But huge questions remain to be answered. Who will be in and out? How strong or weak will the new currency be? Will it work in practice, or is it so badly designed that it could collapse under its own contradictions?
Each week the Independent will review these questions in the countdown to EMU. We will follow the changes in the financial markets, and publish the results of our regular poll of European analysts - the people who follow the week-by-week developments in most detail - on EMU's progress.
The graph (see right) that we will update each week shows the latest financial market views. Over the past two years traders have been betting on a broad-based EMU beginning at the end of the century.
Since 1995, long-term interest rates in Italy, Spain and Ireland have converged towards German interest rates at an astonishing rate. But the past few months tell a very different story. Rumours of delays and new jitters about the state of the Italian economy have increased the volatility in European bond markets. Moreover the trigger for a sudden change in the markets is as likely to be some new piece of economic data as it is a statement of intent from a politician or banker.
Bruce Kasman of JP Morgan said: "The German government has placed great emphasis on the Maastricht criteria partly to convince the German public that EMU will be strong and fiscally prudent, but also to draw a line between countries that should be in or out." As a result, European statistics which provide clues about how close each country will come to the Maastricht criteria have become extremely important to the markets. But it is no longer clear that the criteria will be enough to distinguish between Germany's preferences.
Stephen King of HSBC James Capel said: "The chance of Germany making the Maastricht deficit criterion has fallen." German unemployment figures last month increased fears that it would not be able to bring borrowing down, and might itself fail the Maastricht deficit test of 3 per cent. Should that happen, and should Spanish and Italian borrowing come in at a similar level, it will be politically much harder to keep Spain and Italy out.
However, letting them in - especially if they all fail the Maastricht tests - raises the chance of the German public rejecting the entire project, as well as making EMU a more risky economic project.
Spanish inflation this week was much lower than expected, leading Mr Kasman to conclude: "We think Spain will be in and Italy will be out."

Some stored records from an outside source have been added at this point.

//! Building one object's `ObJt` attribute record from its on-disk metadata:
//! the standard POSIX attributes every object carries, plus the
//! conditional keys that depend on its type, plus user xattrs and (when
//! the source adapter says the filesystem carries them) NTFS winattrs.

use std::fs::Metadata;
use std::os::unix::ffi::OsStrExt;
use std::os::unix::fs::{FileTypeExt, MetadataExt};
use std::path::Path;

use fsarc_attr::AttributeRecord;
use fsarc_dtyp::{keys, ObjectType, Section, FILEFLAGS_SPARSE};
use fsarc_queue::HardlinkMap;

use crate::error::Result;

/// Maximum size of one extended attribute value. Larger values are
/// rejected with a warning and skipped, not a fatal error.
const MAX_XATTR_VALUE: usize = 64 * 1024;

/// The fixed list of NTFS-origin attributes read into the `WINATTR`
/// section, when the source adapter reports it carries them.
const WINATTR_NAMES: &[&str] = &[
    "system.ntfs_attrib",
    "system.ntfs_acl",
    "system.ntfs_times",
];

/// Everything [`build_object`] derived from one `lstat` that the caller
/// (the tree walker) needs to decide what happens next: which bucket the
/// stats counter goes in, whether this is a directory to recurse into,
/// and whether its content still needs to be enqueued.
pub struct BuiltObject {
    pub attrs: AttributeRecord,
    pub object_type: ObjectType,
}

/// Builds the `STDATTR` section of one object's header and classifies it.
///
/// `relpath` is the path stored in the archive (relative to the archive
/// root); `full_path` is used for `readlink`/xattr syscalls. `object_id` is
/// this build's monotonic counter, assigned in tree-walk order.
pub fn build_object(
    relpath: &str,
    full_path: &Path,
    meta: &Metadata,
    object_id: u64,
    hardlinks: &mut HardlinkMap,
    winattr_capable: bool,
) -> Result<BuiltObject> {
    let mut d = AttributeRecord::new();
    d.add_u64(Section::StdAttr, keys::OBJECT_ID, object_id)?;
    d.add_string(Section::StdAttr, keys::PATH, relpath)?;
    d.add_u64(Section::StdAttr, keys::SIZE, meta.size())?;
    d.add_u32(Section::StdAttr, keys::MODE, meta.mode())?;
    d.add_u32(Section::StdAttr, keys::UID, meta.uid())?;
    d.add_u32(Section::StdAttr, keys::GID, meta.gid())?;
    d.add_u64(Section::StdAttr, keys::ATIME, meta.atime() as u64)?;
    d.add_u64(Section::StdAttr, keys::MTIME, meta.mtime() as u64)?;

    let file_type = meta.file_type();
    let object_type = if file_type.is_dir() {
        ObjectType::Dir
    } else if file_type.is_symlink() {
        let target = std::fs::read_link(full_path).map_err(crate::error::Error::Io)?;
        d.add_bytes(Section::StdAttr, keys::SYMLINK_TARGET, target.as_os_str().as_bytes().to_vec())?;
        if winattr_capable {
            if let Some(parent) = full_path.parent() {
                let resolved = parent.join(&target);
                if let Ok(target_meta) = std::fs::metadata(&resolved) {
                    let link_target_type = if target_meta.is_dir() {
                        ObjectType::Dir
                    } else {
                        ObjectType::RegFileUnique
                    };
                    d.add_u64(Section::StdAttr, keys::LINK_TARGET_TYPE, link_target_type as u64)?;
                }
            }
        }
        ObjectType::Symlink
    } else if file_type.is_block_device() || file_type.is_char_device() || file_type.is_fifo() || file_type.is_socket() {
        d.add_u64(Section::StdAttr, keys::RDEV, meta.rdev())?;
        if file_type.is_char_device() {
            ObjectType::CharDev
        } else if file_type.is_block_device() {
            ObjectType::BlockDev
        } else if file_type.is_fifo() {
            ObjectType::Fifo
        } else {
            ObjectType::Socket
        }
    } else {
        // Regular file: a second link to an already-seen (dev, ino) is a
        // hardlink; otherwise classify by size for small-file coalescing.
        if meta.nlink() > 1 {
            if let Some(first_path) = hardlinks.get(meta.dev(), meta.ino()) {
                d.add_string(Section::StdAttr, keys::HARDLINK_TARGET, first_path)?;
                ObjectType::Hardlink
            } else {
                hardlinks.insert(meta.dev(), meta.ino(), relpath.to_string())?;
                ObjectType::RegFileUnique
            }
        } else if meta.size() > 0 && meta.size() < fsarc_dtyp::SMALL_FILE_THRESHOLD {
            ObjectType::RegFileMulti
        } else {
            ObjectType::RegFileUnique
        }
    };

    if object_type == ObjectType::RegFileUnique && is_sparse(meta) {
        d.add_u32(Section::StdAttr, keys::FLAGS, FILEFLAGS_SPARSE)?;
    }

    d.add_u32(Section::StdAttr, keys::OBJECT_TYPE, object_type as u32)?;

    collect_xattrs(full_path, &mut d)?;
    if winattr_capable {
        collect_winattrs(full_path, &mut d)?;
    }

    Ok(BuiltObject { attrs: d, object_type })
}

/// A sparse file's allocated blocks cover less than its logical size.
/// `FILEFLAGS_SPARSE` tells the walker to skip all-zero data blocks for
/// this file and the consumer to punch the skipped ranges as real holes.
fn is_sparse(meta: &Metadata) -> bool {
    meta.blocks() * 512 < meta.size()
}

fn collect_xattrs(full_path: &Path, d: &mut AttributeRecord) -> Result<()> {
    let names = match xattr::list(full_path) {
        Ok(names) => names,
        Err(e) => {
            log::warn!("cannot list xattrs on {}: {e}", full_path.display());
            return Ok(());
        }
    };
    for name in names {
        let Some(name_str) = name.to_str() else { continue };
        if !name_str.starts_with("user.") {
            continue;
        }
        match xattr::get(full_path, &name) {
            Ok(Some(value)) if value.len() > MAX_XATTR_VALUE => {
                log::warn!(
                    "xattr {name_str} on {} is {} bytes, over the {MAX_XATTR_VALUE} byte limit: skipped",
                    full_path.display(),
                    value.len()
                );
            }
            Ok(Some(value)) => {
                d.add_bytes(Section::XAttr, xattr_key(name_str), encode_xattr(name_str, &value))?;
            }
            Ok(None) => {}
            Err(e) => log::warn!("cannot read xattr {name_str} on {}: {e}", full_path.display()),
        }
    }
    Ok(())
}

fn collect_winattrs(full_path: &Path, d: &mut AttributeRecord) -> Result<()> {
    for (idx, name) in WINATTR_NAMES.iter().enumerate() {
        match xattr::get(full_path, name) {
            Ok(Some(value)) if value.len() <= MAX_XATTR_VALUE => {
                d.add_bytes(Section::WinAttr, idx as u16 + 1, encode_xattr(name, &value))?;
            }
            Ok(Some(_)) => log::warn!("winattr {name} on {} over size limit: skipped", full_path.display()),
            Ok(None) | Err(_) => {}
        }
    }
    Ok(())
}

/// A stable per-record key for a variable xattr name: the attribute value
/// written to the archive is `name\0value`, so lookups on restore only
/// need the key to be unique within the record, not meaningful on its own.
fn xattr_key(name: &str) -> u16 {
    let mut h: u32 = 2166136261;
    for b in name.bytes() {
        h ^= b as u32;
        h = h.wrapping_mul(16777619);
    }
    (h as u16) | 0x8000
}

fn encode_xattr(name: &str, value: &[u8]) -> Vec<u8> {
    let mut out = Vec::with_capacity(name.len() + 1 + value.len());
    out.extend_from_slice(name.as_bytes());
    out.push(0);
    out.extend_from_slice(value);
    out
}

/// Splits an encoded xattr value (`name\0value`) back apart. Used by the
/// consumer when replaying the `XATTR`/`WINATTR` sections.
pub fn decode_xattr(bytes: &[u8]) -> Option<(&str, &[u8])> {
    let nul = bytes.iter().position(|&b| b == 0)?;
    let name = std::str::from_utf8(&bytes[..nul]).ok()?;
    Some((name, &bytes[nul + 1..]))
}

#[cfg(test)]
mod tests {
    use super::*;

    #[test]
    fn xattr_encoding_round_trips() {
        let encoded = encode_xattr("user.comment", b"hello");
        let (name, value) = decode_xattr(&encoded).unwrap();
        assert_eq!(name, "user.comment");
        assert_eq!(value, b"hello");
    }

    #[test]
    fn xattr_key_is_stable_for_the_same_name() {
        assert_eq!(xattr_key("user.comment"), xattr_key("user.comment"));
    }
}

But while confidence in Spanish entry has increased, analysts are more dubious about Italy. Italian bond and currency markets have been particularly jittery as a result.
Philip Chitty of ABN Amro said: "We expect that it will still be possible to draw a distinct line between the core European countries on the one hand and the Mediterranean countries like Italy and Spain on the other. We are far from convinced that Spanish and Italian convergence is sustainable."
Within the past two weeks, new data on the German economy suggests the economy is picking up after all, putting the Maastricht limit within reach.
Graham Bishop of Salomon Brothers said: "If Germany can't get its government spending down it will look as though it lacks the political will. And that could trigger a political crisis across Europe."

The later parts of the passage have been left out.